Le Poing Publié le 16 septembre 2024 à 18:02

Vous vous êtes toujours demandé comment était construit le fait-divers glauque qui fait la Une de votre journal de presse quotidienne régionale ? Ernest Laboucle, le journaliste Gonzo de notre rédaction, qui est passé par ce genre de canard, vous livre les secrets de fabrication de l’info qui fait trembler la ménagère et livre son ressenti personnel sur cette pratique médiatique

Article initialement dans le numéro papier spécial 10 ans du Poing, en janvier 2024, toujours disponible sur notre boutique en ligne. Pour plus de chroniques gonzo sur les dessous de la presse, n’hésitez pas à vous abonner au journal !

« T’inquiètes mon poulet, ça va bien se passer ! », tente de me rassurer ma collègue fait-diversière avant de partir en vacances avec un sourire en coin et une liste des numéros de tous les flics du secteur ou presque dans la main. « Poulet ? On voit que tu les fréquentes trop… », tente-je d’ironiser. « ça va être ton quotidien pendant 15 jours chouchou, bon courage, je suis sûre que tu vas t’en sortir ! »

C’est l’été, j’effectue un CDD dans une rédaction de presse quotidienne régionale, et me voilà affecté malgré moi à la rubrique fait-divers, « les chiens écrasés », comme on dit péjorativement. Rubrique oh combien importante, car les faits-divers sont en général les articles les plus lus, ceux avec lesquels on fait les Unes. « Les lecteurs veulent du sang », m’avait dit un jour un collègue. J’en tiens pour preuve les chiffres internes de consultations des pages du canard pour lequel je bosse : sur les 10 articles les plus lus sur les derniers mois, huit sont des histoires glauques. « Encore mieux si ça implique des enfants », avait précisé un autre confrère.

La règle mort/kilomètre

Car en journalisme, il existe une loi cynique, qu’on appelle « la règle du mort/kilomètre ». C’est très simple : 500 morts dans un tsunami à l’autre bout du monde, le lecteur s’en bat les gonades. Par contre, un accident de voiture ou un coup de couteau dans votre quartier, ça, ça fait trembler la ménagère ! « C’est arrivé près de chez vous », comme dirait l’autre. Envie de savoir si on connaît la victime et curiosité morbide, voilà ce qui motive le peuple. Un ressort vieux comme la presse, qui assure la rentabilité de journaux spécialisés dans les trucs les plus horribles possibles, comme Détective par exemple.
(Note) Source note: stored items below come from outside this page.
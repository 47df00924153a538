//! Binary encoding for keys, values and element records.
//!
//! The disk store never relies on a platform serialization mechanism. Keys and
//! values implement [`Codec`], and an element is framed as a versioned,
//! length-prefixed, checksummed record:
//!
//! ```text
//! +---------------+---------+----------------------------------------+
//! | version       | u8      | RECORD_VERSION                         |
//! | flags         | u8      | bit 0: eternal                         |
//! | creation_time | u64 LE  | ms since epoch                         |
//! | last_access   | u64 LE  | ms since epoch, 0 if never read        |
//! | hit_count     | u64 LE  |                                        |
//! | time_to_live  | u64 LE  | ms, 0 = unlimited                      |
//! | time_to_idle  | u64 LE  | ms, 0 = unlimited                      |
//! | key_len       | u32 LE  |                                        |
//! | key           | key_len |                                        |
//! | value_len     | u32 LE  |                                        |
//! | value         | val_len |                                        |
//! | crc32c        | u32 LE  | over every preceding byte              |
//! +---------------+---------+----------------------------------------+
//! ```
//!
//! Records carry no delimiters inside the data file; the disk index addresses
//! them by `(offset, used_size)`.

use crate::element::{Element, ElementParts};
use crate::error::CodecError;

/// Current element record format version.
pub const RECORD_VERSION: u8 = 1;

const FLAG_ETERNAL: u8 = 0b0000_0001;

/// Conversion of a key or value to and from bytes.
///
/// Implementations must be deterministic: `decode(encode(x)) == x`. An
/// `encode` failure is treated as a transient serialization failure by the
/// disk store and retried before the write is dropped.
///
/// # Examples
///
/// ```
/// use spoolcache::codec::Codec;
///
/// let mut buf = Vec::new();
/// "hello".to_string().encode(&mut buf).unwrap();
/// assert_eq!(String::decode(&buf).unwrap(), "hello");
/// ```
pub trait Codec: Sized {
    /// Appends the encoded form of `self` to `out`.
    fn encode(&self, out: &mut Vec<u8>) -> Result<(), CodecError>;

    /// Decodes a value from exactly `bytes`.
    fn decode(bytes: &[u8]) -> Result<Self, CodecError>;
}

impl Codec for String {
    fn encode(&self, out: &mut Vec<u8>) -> Result<(), CodecError> {
        out.extend_from_slice(self.as_bytes());
        Ok(())
    }

    fn decode(bytes: &[u8]) -> Result<Self, CodecError> {
        String::from_utf8(bytes.to_vec()).map_err(|_| CodecError::InvalidUtf8)
    }
}

impl Codec for Vec<u8> {
    fn encode(&self, out: &mut Vec<u8>) -> Result<(), CodecError> {
        out.extend_from_slice(self);
        Ok(())
    }

    fn decode(bytes: &[u8]) -> Result<Self, CodecError> {
        Ok(bytes.to_vec())
    }
}

macro_rules! impl_codec_for_int {
    ($($ty:ty),*) => {
        $(
            impl Codec for $ty {
                fn encode(&self, out: &mut Vec<u8>) -> Result<(), CodecError> {
                    out.extend_from_slice(&self.to_le_bytes());
                    Ok(())
                }

                fn decode(bytes: &[u8]) -> Result<Self, CodecError> {
                    let raw: [u8; core::mem::size_of::<$ty>()] = bytes.try_into().map_err(|_| {
                        CodecError::Invalid(format!(
                            "expected {} bytes for {}, found {}",
                            core::mem::size_of::<$ty>(),
                            stringify!($ty),
                            bytes.len()
                        ))
                    })?;
                    Ok(<$ty>::from_le_bytes(raw))
                }
            }
        )*
    };
}

impl_codec_for_int!(u8, u16, u32, u64, u128, i8, i16, i32, i64, i128);

// Always eight bytes, so data files move between 32 and 64 bit hosts.
impl Codec for usize {
    fn encode(&self, out: &mut Vec<u8>) -> Result<(), CodecError> {
        (*self as u64).encode(out)
    }

    fn decode(bytes: &[u8]) -> Result<Self, CodecError> {
        let wide = u64::decode(bytes)?;
        usize::try_from(wide)
            .map_err(|_| CodecError::Invalid(format!("{} does not fit in usize", wide)))
    }
}

/// Sequential little-endian reader over a byte slice.
pub(crate) struct ByteReader<'a> {
    buf: &'a [u8],
    pos: usize,
}

impl<'a> ByteReader<'a> {
    pub(crate) fn new(buf: &'a [u8]) -> Self {
        Self { buf, pos: 0 }
    }

    pub(crate) fn remaining(&self) -> usize {
        self.buf.len() - self.pos
    }

    pub(crate) fn take(&mut self, len: usize) -> Result<&'a [u8], CodecError> {
        if self.remaining() < len {
            return Err(CodecError::Truncated {
                needed: len,
                available: self.remaining(),
            });
        }
        let slice = &self.buf[self.pos..self.pos + len];
        self.pos += len;
        Ok(slice)
    }

    fn array<const N: usize>(&mut self) -> Result<[u8; N], CodecError> {
        let mut raw = [0u8; N];
        raw.copy_from_slice(self.take(N)?);
        Ok(raw)
    }

    pub(crate) fn u8(&mut self) -> Result<u8, CodecError> {
        Ok(self.take(1)?[0])
    }

    pub(crate) fn u16(&mut self) -> Result<u16, CodecError> {
        Ok(u16::from_le_bytes(self.array()?))
    }

    pub(crate) fn u32(&mut self) -> Result<u32, CodecError> {
        Ok(u32::from_le_bytes(self.array()?))
    }

    pub(crate) fn u64(&mut self) -> Result<u64, CodecError> {
        Ok(u64::from_le_bytes(self.array()?))
    }

    /// Reads a `u32` length prefix followed by that many bytes.
    pub(crate) fn prefixed(&mut self) -> Result<&'a [u8], CodecError> {
        let len = self.u32()? as usize;
        self.take(len)
    }
}

/// Appends `T`'s encoding preceded by its `u32` length.
pub(crate) fn encode_prefixed<T: Codec>(value: &T, out: &mut Vec<u8>) -> Result<(), CodecError> {
    let len_at = out.len();
    out.extend_from_slice(&[0u8; 4]);
    value.encode(out)?;
    let len = out.len() - len_at - 4;
    let len = u32::try_from(len).map_err(|_| CodecError::TooLarge(len))?;
    out[len_at..len_at + 4].copy_from_slice(&len.to_le_bytes());
    Ok(())
}

/// Splits the trailing crc32c off `bytes` and verifies it.
pub(crate) fn verify_checksum(bytes: &[u8]) -> Result<&[u8], CodecError> {
    if bytes.len() < 4 {
        return Err(CodecError::Truncated {
            needed: 4,
            available: bytes.len(),
        });
    }
    let (body, tail) = bytes.split_at(bytes.len() - 4);
    let mut raw = [0u8; 4];
    raw.copy_from_slice(tail);
    let stored = u32::from_le_bytes(raw);
    let computed = crc32c::crc32c(body);
    if stored != computed {
        return Err(CodecError::ChecksumMismatch { stored, computed });
    }
    Ok(body)
}

/// Appends the crc32c of everything currently in `out`.
pub(crate) fn append_checksum(out: &mut Vec<u8>) {
    let crc = crc32c::crc32c(out);
    out.extend_from_slice(&crc.to_le_bytes());
}

/// Encodes `element` as a complete record into `out`, which is cleared first.
pub fn encode_element<K: Codec, V: Codec>(
    element: &Element<K, V>,
    out: &mut Vec<u8>,
) -> Result<(), CodecError> {
    out.clear();
    let parts = element.parts();
    out.push(RECORD_VERSION);
    out.push(if parts.eternal { FLAG_ETERNAL } else { 0 });
    for field in [
        parts.creation_time,
        parts.last_access_time,
        parts.hit_count,
        parts.time_to_live,
        parts.time_to_idle,
    ] {
        out.extend_from_slice(&field.to_le_bytes());
    }
    encode_prefixed(&element.key, out)?;
    encode_prefixed(&element.value, out)?;
    append_checksum(out);
    Ok(())
}

/// Decodes a record produced by [`encode_element`].
pub fn decode_element<K: Codec, V: Codec>(bytes: &[u8]) -> Result<Element<K, V>, CodecError> {
    let body = verify_checksum(bytes)?;
    let mut reader = ByteReader::new(body);

    let version = reader.u8()?;
    if version != RECORD_VERSION {
        return Err(CodecError::UnsupportedVersion(version));
    }
    let flags = reader.u8()?;
    let parts = ElementParts {
        creation_time: reader.u64()?,
        last_access_time: reader.u64()?,
        hit_count: reader.u64()?,
        eternal: flags & FLAG_ETERNAL != 0,
        time_to_live: reader.u64()?,
        time_to_idle: reader.u64()?,
    };
    let key = K::decode(reader.prefixed()?)?;
    let value = V::decode(reader.prefixed()?)?;
    if reader.remaining() != 0 {
        return Err(CodecError::Invalid(format!(
            "{} trailing bytes after element record",
            reader.remaining()
        )));
    }
    Ok(Element::from_parts(key, value, parts))
}

#[cfg(test)]
mod tests {
    use super::*;
    use std::time::Duration;

    // version, flags, five u64 fields, two length prefixes, crc32c
    const RECORD_OVERHEAD: usize = 1 + 1 + 8 * 5 + 4 + 4 + 4;

    #[test]
    fn test_element_record_preserves_bookkeeping() {
        let mut element = Element::new("user:1".to_string(), vec![7u8; 32])
            .with_time_to_live(Duration::from_secs(5))
            .with_time_to_idle(Duration::from_secs(2));
        element.update_access_statistics();

        let mut buf = Vec::new();
        encode_element(&element, &mut buf).unwrap();
        assert_eq!(buf.len(), RECORD_OVERHEAD + "user:1".len() + 32);

        let decoded: Element<String, Vec<u8>> = decode_element(&buf).unwrap();
        assert_eq!(decoded, element);
        assert_eq!(decoded.hit_count(), 1);
        assert_eq!(decoded.creation_time(), element.creation_time());
        assert_eq!(decoded.last_access_time(), element.last_access_time());
        assert_eq!(decoded.expiration_time(), element.expiration_time());
    }

    #[test]
    fn test_eternal_flag_survives_encoding() {
        let element = Element::new(1u64, 2u64).with_eternal(true);
        let mut buf = Vec::new();
        encode_element(&element, &mut buf).unwrap();
        let decoded: Element<u64, u64> = decode_element(&buf).unwrap();
        assert!(decoded.is_eternal());
    }

    #[test]
    fn test_corrupted_record_is_rejected() {
        let element = Element::new("k".to_string(), "v".to_string());
        let mut buf = Vec::new();
        encode_element(&element, &mut buf).unwrap();
        buf[12] ^= 0xFF;
        let err = decode_element::<String, String>(&buf).unwrap_err();
        assert!(matches!(err, CodecError::ChecksumMismatch { .. }));
    }

    #[test]
    fn test_unknown_version_is_rejected() {
        let element = Element::new("k".to_string(), "v".to_string());
        let mut buf = Vec::new();
        encode_element(&element, &mut buf).unwrap();
        buf[0] = 99;
        buf.truncate(buf.len() - 4);
        append_checksum(&mut buf);
        let err = decode_element::<String, String>(&buf).unwrap_err();
        assert_eq!(err, CodecError::UnsupportedVersion(99));
    }

    #[test]
    fn test_truncated_record_is_rejected() {
        let err = decode_element::<String, String>(&[1, 2]).unwrap_err();
        assert!(matches!(err, CodecError::Truncated { .. }));
    }

    #[test]
    fn test_integer_codec_checks_width() {
        let mut buf = Vec::new();
        0xDEAD_BEEFu32.encode(&mut buf).unwrap();
        assert_eq!(u32::decode(&buf).unwrap(), 0xDEAD_BEEF);
        assert!(u64::decode(&buf).is_err());
    }

    #[test]
    fn test_usize_is_encoded_as_eight_bytes() {
        let mut buf = Vec::new();
        42usize.encode(&mut buf).unwrap();
        assert_eq!(buf.len(), 8);
        assert_eq!(usize::decode(&buf).unwrap(), 42);
    }

    #[test]
    fn test_string_codec_rejects_invalid_utf8() {
        assert_eq!(String::decode(&[0xFF, 0xFE]), Err(CodecError::InvalidUtf8));
    }
}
Une habitude tellement rentrée dans les mœurs de la presse qu’elle confine au cynisme chez la plupart des collègues qui font le boulot depuis un bail. « Alors, t’as du biscuit ? », me demandent-ils après chaque coup de fil. « Oui, trois morts sur la route, excès de vitesse, alcool. » « Oooh, c’est bon ça ! », me répond mon chef. Puis il corrige, à la vue de mon regard choqué. « Enfin, c’est dramatique je veux dire, mais c’est super comme info, on va faire notre Une avec ça ! ». Quelques jours plus tard, une retraitée meurt écrasée sous un trente-six tonnes. « Ouvre une colonne de petites annonces associatives, et titre “soirée ratatouille du club senior” dans le bled ou ça s’est passé », lâche l’ancien fait-diversier de la rédaction. Ou quand l’humour noir permet de tenir les choses à distance, après avoir passé des années à voir des horreurs.

La tournée

La journée-type d’un fait-diversier est rythmée par ce qu’on appelle dans le jargon « des tournées » . En arrivant au boulot, j’appelle le policier de permanence au commissariat, le groupement et la compagnie de gendarmerie en quête d’infos : interventions nocturnes, garde à vue… Pareil avec les pompiers. A noter que le terme « tournée », vient du fait que jusqu’il y a pas si longtemps, l’exercice se faisait en physique, avec son lot de coups à boire à chaque arrêt, d’où une forte propension à l’alcoolisme chez les fait-diversiers. De quoi créer du lien et garder de bonnes relations n’est-ce pas ?

Si besoin, on peut le faire également à midi. A 17 heures, rebelote. Puis 17 h 30, rendez-vous au parquet avec le substitut du procureur pour les affaires judiciaires en cours : celui-ci peut s’avérer très cordial, ou vous rembarrer. En rentrant, quelques autres coups de fils aux poulets, puis aux pompiers. Enfin, à 21 h 30, le coup de fil qui détermine si on a terminé sa journée : celui aux pompiers de nuit pour savoir si la soirée est calme. S’ils vous annoncent qu’un feu est en cours à l’autre bout du département, vous repartez bosser. Et puis tant pis si personne ne lira l’article à l’heure tardive ou vous le publierez sur le net, la RE-AC-TI-VI-TÉ on vous dit !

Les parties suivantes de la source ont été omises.